She stood there eloquently, waiting with perfect poise and an unflinching stature. I sleuthed behind her, watching vividly. She waited, unflustered by the gaze of pedestrians, who wondered who she was. Not perturbed by the sullied glances of businessmen, who wondered how much she’d cost.
This petrol station in Behala hadn’t seen such splendour, since its first oil truck came, the day when fresh marigolds garlanded its gates. I studied her in awe, searching for any hint of imperfection. Such beauty, here and now must surely be a fallacy; I pondered. Flawless she was. Her white skin glistening in elusive monsoon sun, like a freshly moulted serpent.

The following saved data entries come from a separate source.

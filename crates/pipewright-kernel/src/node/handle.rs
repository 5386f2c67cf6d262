//! Handles to launched nodes.
//!
//! Processes and function tasks look the same from above: `wait()` for the
//! exit, `kill(signal)` to stop them, `terminate(grace)` to escalate from a
//! polite stop to a forced one. The exit is published once through a
//! `watch` channel by a small waiter task, so any number of callers can wait
//! while another sends signals.

use std::sync::Arc;
use std::sync::atomic::{AtomicBool, Ordering};
use std::time::Duration;

use nix::errno::Errno;
use nix::sys::signal::{Signal, killpg};
use nix::unistd::Pid;
use pipewright_types::BROKEN_PIPE_STATUS;
use tokio::sync::watch;
use tokio::task::AbortHandle;
use tokio_util::sync::CancellationToken;

/// How a node finished.
#[derive(Debug, Clone, Copy, PartialEq, Eq)]
pub struct NodeExit {
    /// Raw status; 128 + signal for signal deaths.
    pub status: i32,
    pub signal: Option<i32>,
    /// Stopped because its consumer went away.
    pub broken_pipe: bool,
}

impl NodeExit {
    pub fn code(status: i32) -> Self {
        Self {
            status,
            signal: None,
            broken_pipe: false,
        }
    }

    pub fn signaled(signal: i32) -> Self {
        Self {
            status: 128 + signal,
            signal: Some(signal),
            broken_pipe: signal == Signal::SIGPIPE as i32,
        }
    }

    /// An in-process node whose write hit a closed consumer.
    pub fn broken_pipe() -> Self {
        Self {
            status: BROKEN_PIPE_STATUS,
            signal: None,
            broken_pipe: true,
        }
    }

    pub fn success(&self) -> bool {
        self.status == 0
    }
}

/// Receiver side of a node's exit slot.
pub(crate) type ExitSlot = watch::Receiver<Option<NodeExit>>;

pub(crate) fn exit_slot() -> (watch::Sender<Option<NodeExit>>, ExitSlot) {
    watch::channel(None)
}

async fn wait_slot(slot: &ExitSlot) -> NodeExit {
    let mut rx = slot.clone();
    match rx.wait_for(Option::is_some).await {
        Ok(exit) => exit.unwrap_or(NodeExit::code(1)),
        // Waiter vanished without reporting.
        Err(_) => NodeExit::code(1),
    }
}

/// Handle to an external process running in its own process group.
#[derive(Debug)]
pub struct ProcessHandle {
    identity: String,
    pid: Option<u32>,
    exit: ExitSlot,
    killed: Arc<AtomicBool>,
}

impl ProcessHandle {
    pub(crate) fn new(identity: String, pid: Option<u32>, exit: ExitSlot) -> Self {
        Self {
            identity,
            pid,
            exit,
            killed: Arc::new(AtomicBool::new(false)),
        }
    }

    pub fn pid(&self) -> Option<u32> {
        self.pid
    }

    fn kill(&self, signal: Signal) {
        let Some(pid) = self.pid else {
            return;
        };
        if self.exit.borrow().is_some() {
            return;
        }
        self.killed.store(true, Ordering::Release);
        match killpg(Pid::from_raw(pid as i32), signal) {
            Ok(()) | Err(Errno::ESRCH) => {}
            Err(e) => tracing::warn!(identity = %self.identity, signal = ?signal, "killpg failed: {}", e),
        }
    }
}

/// Handle to an in-process function task.
#[derive(Debug)]
pub struct FunctionHandle {
    identity: String,
    cancel: CancellationToken,
    abort: AbortHandle,
    exit: ExitSlot,
    killed: Arc<AtomicBool>,
}

impl FunctionHandle {
    pub(crate) fn new(
        identity: String,
        cancel: CancellationToken,
        abort: AbortHandle,
        exit: ExitSlot,
    ) -> Self {
        Self {
            identity,
            cancel,
            abort,
            exit,
            killed: Arc::new(AtomicBool::new(false)),
        }
    }

    /// `SIGKILL` aborts the task; anything else cancels it cooperatively.
    fn kill(&self, signal: Signal) {
        if self.exit.borrow().is_some() {
            return;
        }
        self.killed.store(true, Ordering::Release);
        if signal == Signal::SIGKILL {
            self.abort.abort();
        } else {
            self.cancel.cancel();
        }
    }
}

/// A launched node.
#[derive(Debug)]
pub enum Handle {
    Process(ProcessHandle),
    Function(FunctionHandle),
}

impl Handle {
    pub fn identity(&self) -> &str {
        match self {
            Handle::Process(h) => &h.identity,
            Handle::Function(h) => &h.identity,
        }
    }

    fn slot(&self) -> &ExitSlot {
        match self {
            Handle::Process(h) => &h.exit,
            Handle::Function(h) => &h.exit,
        }
    }

    /// Wait for the node to finish.
    pub async fn wait(&self) -> NodeExit {
        wait_slot(self.slot()).await
    }

    /// The exit, if the node already finished.
    pub fn try_exit(&self) -> Option<NodeExit> {
        *self.slot().borrow()
    }

    /// Send `signal` (processes: to the whole process group).
    pub fn kill(&self, signal: Signal) {
        match self {
            Handle::Process(h) => h.kill(signal),
            Handle::Function(h) => h.kill(signal),
        }
    }

    /// True if the engine ever signalled this node.
    pub fn was_killed(&self) -> bool {
        match self {
            Handle::Process(h) => h.killed.load(Ordering::Acquire),
            Handle::Function(h) => h.killed.load(Ordering::Acquire),
        }
    }

    /// `SIGTERM`, then `SIGKILL` if the node is still alive after `grace`.
    #[tracing::instrument(level = "debug", skip(self), fields(identity = %self.identity()))]
    pub async fn terminate(&self, grace: Duration) -> NodeExit {
        if let Some(exit) = self.try_exit() {
            return exit;
        }

        self.kill(Signal::SIGTERM);
        match tokio::time::timeout(grace, self.wait()).await {
            Ok(exit) => exit,
            Err(_) => {
                tracing::warn!(
                    identity = %self.identity(),
                    grace_ms = grace.as_millis() as u64,
                    "still running after grace period, sending SIGKILL"
                );
                self.kill(Signal::SIGKILL);
                self.wait().await
            }
        }
    }
}
//! Builtin function nodes.

mod cat;
mod emit;
mod exit;
mod grep;
mod head;
mod sleep;
mod upper;

pub use cat::Cat;
pub use emit::Emit;
pub use exit::Exit;
pub use grep::Grep;
pub use head::Head;
pub use sleep::Sleep;
pub use upper::Upper;

use super::FunctionRegistry;

/// Register all builtin functions with the registry.
pub fn register_builtins(registry: &mut FunctionRegistry) {
    registry.register(Cat);
    registry.register(Emit);
    registry.register(Exit);
    registry.register(Grep);
    registry.register(Head);
    registry.register(Sleep);
    registry.register(Upper);
}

Her back facing me; I clumsily jockeyed to catch a glimpse of her face. Alas! There was someone with her. Was he her man, or her chauffeur? I couldn’t tell. This beast of a man, with soiled shoes and a slovenly demeanor, whispered into her ears. He pressed the ignition, she purred, he grinned, they then drove off, leaving me angry, jealous and hapless. Then, for an one eternal second, I saw her face.
I looked around me; life was back to normal. The miscreants had stopped staring, the crows and honking cabs resumed their cacophonous concoction. I was late for work. Bill Wither’s hummed “ain’t no sunshine when shes gone” discreetly in the background. I paid the petrol bill and drove away. Chaos was restored to the Monday morning.